Neisseria gonorrhoeae induces a tolerogenic phenotype in macrophages to modulate host immunity

Abstract

Neisseria gonorrhoeae is the etiological agent of gonorrhoea, which is a sexually transmitted disease widespread throughout the world. N. gonorrhoeae does not improve immune response in patients with reinfection, suggesting that gonococcus displays several mechanisms to evade immune response and survive in the host. N. gonorrhoeae is able to suppress the protective immune response at different levels, such as B and T lymphocytes and dendritic cells. In this study, we determined whether N. gonorrhoeae directly conditions the phenotype of RAW 264.7 murine macrophage cell line and its response. We established that gonococcus was effectively phagocytosed by the RAW 264.7 cells and upregulates production of immunoregulatory cytokines (IL-10 and TGF- β 1) but not the production of proinflammatory cytokine TNF- α , indicating that gonococcus induces a shift towards anti-inflammatory cytokine production. Moreover, N. gonorrhoeae did not induce significant upregulation of costimulatory CD86 and MHC class II molecules.

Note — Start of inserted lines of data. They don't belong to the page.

//! Paginated fetcher.
//!
//! Drives a page-returning list call until the control plane stops handing
//! back a continuation cursor, accumulating every page in order. The fetcher
//! never retries; a failed page call surfaces as-is.

use crate::error::Result;
use std::future::Future;

/// One page of a list call.
#[derive(Debug, Clone)]
pub struct Page<T> {
    pub items: Vec<T>,
    /// Continuation cursor; `None` means this was the last page.
    pub next_page: Option<String>,
}

/// Fetch the complete collection behind a paginated list call.
///
/// `list_page` is invoked with `None` first, then with each continuation
/// cursor the previous response carried. An empty collection is a valid
/// result, not an error.
pub async fn fetch_all<T, F, Fut>(mut list_page: F) -> Result<Vec<T>>
where
    F: FnMut(Option<String>) -> Fut,
    Fut: Future<Output = Result<Page<T>>>,
{
    let mut all_items = Vec::new();
    let mut cursor: Option<String> = None;

    loop {
        let page = list_page(cursor.take()).await?;
        all_items.extend(page.items);

        match page.next_page {
            Some(next) => cursor = Some(next),
            None => break,
        }
    }

    Ok(all_items)
}

#[cfg(test)]
mod tests {
    use super::*;

    /// Serve `pages` one call at a time, chaining cursors "1", "2", ...
    fn paged_source(pages: Vec<Vec<u32>>) -> impl FnMut(Option<String>) -> PageFuture {
        let mut served = 0usize;
        move |cursor| {
            let expected = if served == 0 {
                None
            } else {
                Some(served.to_string())
            };
            assert_eq!(cursor, expected, "cursor must echo the previous response");
            let items = pages[served].clone();
            served += 1;
            let next_page = (served < pages.len()).then(|| served.to_string());
            Box::pin(async move { Ok(Page { items, next_page }) })
        }
    }

    type PageFuture =
        std::pin::Pin<Box<dyn Future<Output = Result<Page<u32>>>>>;

    #[test]
    fn single_page_is_returned_whole() {
        let items = tokio_test::block_on(fetch_all(paged_source(vec![vec![1, 2, 3]]))).unwrap();
        assert_eq!(items, vec![1, 2, 3]);
    }

    #[tokio::test]
    async fn two_pages_of_two_concatenate_in_order() {
        let items = fetch_all(paged_source(vec![vec![1, 2], vec![3, 4]]))
            .await
            .unwrap();
        assert_eq!(items, vec![1, 2, 3, 4]);
    }

    #[tokio::test]
    async fn uneven_pages_sum_up() {
        let pages = vec![vec![1], vec![], vec![2, 3, 4], vec![5]];
        let expected: Vec<u32> = pages.iter().flatten().copied().collect();
        let items = fetch_all(paged_source(pages)).await.unwrap();
        assert_eq!(items, expected);
    }

    #[tokio::test]
    async fn empty_scope_yields_empty_collection() {
        let items = fetch_all(paged_source(vec![vec![]])).await.unwrap();
        assert!(items.is_empty());
    }

    #[tokio::test]
    async fn page_error_propagates() {
        let result: Result<Vec<u32>> = fetch_all(|_cursor| async {
            Err(crate::error::ActivityError::Api {
                status: 404,
                message: "NotAuthorizedOrNotFound".into(),
            })
        })
        .await;
        assert!(matches!(
            result,
            Err(crate::error::ActivityError::Api { status: 404, .. })
        ));
    }
}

We also showed that N. gonorrhoeae infected macrophage cell line fails to elicit proliferative CD4+ response. This implies that macrophage that can phagocytose gonococcus do not display proper antigen-presenting functions. These results indicate that N. gonorrhoeae induces a tolerogenic phenotype in antigen-presenting cells, which seems to be one of the mechanisms to induce evasion of immune response.

Figure 1

Gonococcus uptake by murine macrophage cell line: fluorescence micrograph of murine macrophage cell line RAW 264.7 incubated with GFP-expressing Neisseria gonorrhoeae (green) variant P9-17 for (a) 1 h, (b) 2 h, (c) 3 h, and (d) orthogonal view of the intracellular gonococci (green spots); a midplane Z-section of height 1.25 μm is shown. Phase contrast denotes cell boundaries. Nuclei are in red. (e) Gentamicin protection assay for infection of RAW cells with N. gonorrhoeae variant P9-17 (n = 3).

Figure 2

Cytokines induced in murine macrophage cell line infected with N. gonorrhoeae P9-17 LPS is the positive control. A statistically significant difference is found when data is compared to the level of cytokines found in the medium from cultures without infection. (a) Secretion of TNF-α by RAW cells measured 24 h after challenge. Data represent the levels of cytokine relative to levels induced by LPS. Bars are the mean ± SEM of 6 independent experiments. (b) Secretion of IL-10 after 24 h treatment. n = 5  ** indicates that P9-17 induces higher levels of IL-10 than LPS and other treatments P < 0.01. (c) TGF-β1 levels on the surface of treated macrophages. Values correspond to the mean fluorescence intensity (G-mean) values relative to the levels found in untreated cells. Data are presented as the mean ± SEM of n = 7 challenge experiments. * indicates that P9-17 induces higher levels of TGF-β1 than LPS and other treatments P < 0.05.

Figure 3

Quantification of MHC II and CD86 expression on the surface of gonococcus-infected RAW cells using flow cytometry. Macrophages were stained with anti-CD11b specific antibodies. (a) MHC class II in RAW cells, n = 6. (b) CD86 in RAW cells, n = 8. Bars represent mean ± SEM of independent experiments. Representative histogram plot are shown in the right panel. * indicates that P9-17 induced lower levels of MHC II compared to levels induced by LPS, P < 0.05; ** indicates that P9-17 induced lower levels of CD86 compared to levels induced by LPS, P < 0.05.

Figure 4

Hyporesponsive alloantigen T-cell responses induced by RAW cells infected with N. gonorrhoeae P9-17. Allogeneic H-2^b splenocytes were cultured with RAW cells treated with gonococcus, medium and LPS. At day 5, CD4+ T-cell proliferation was determined by CFSE dilution analysis. Representative histogram plots are shown in the upper panel. Percentages of proliferation are indicated in the upper left quadrant. Bars represent mean ± SEM of 5 independent experiments performed in triplicate. ** indicates that P9-17 induces lower percentages of alloantigen proliferation than LPS and other treatments P < 0.01.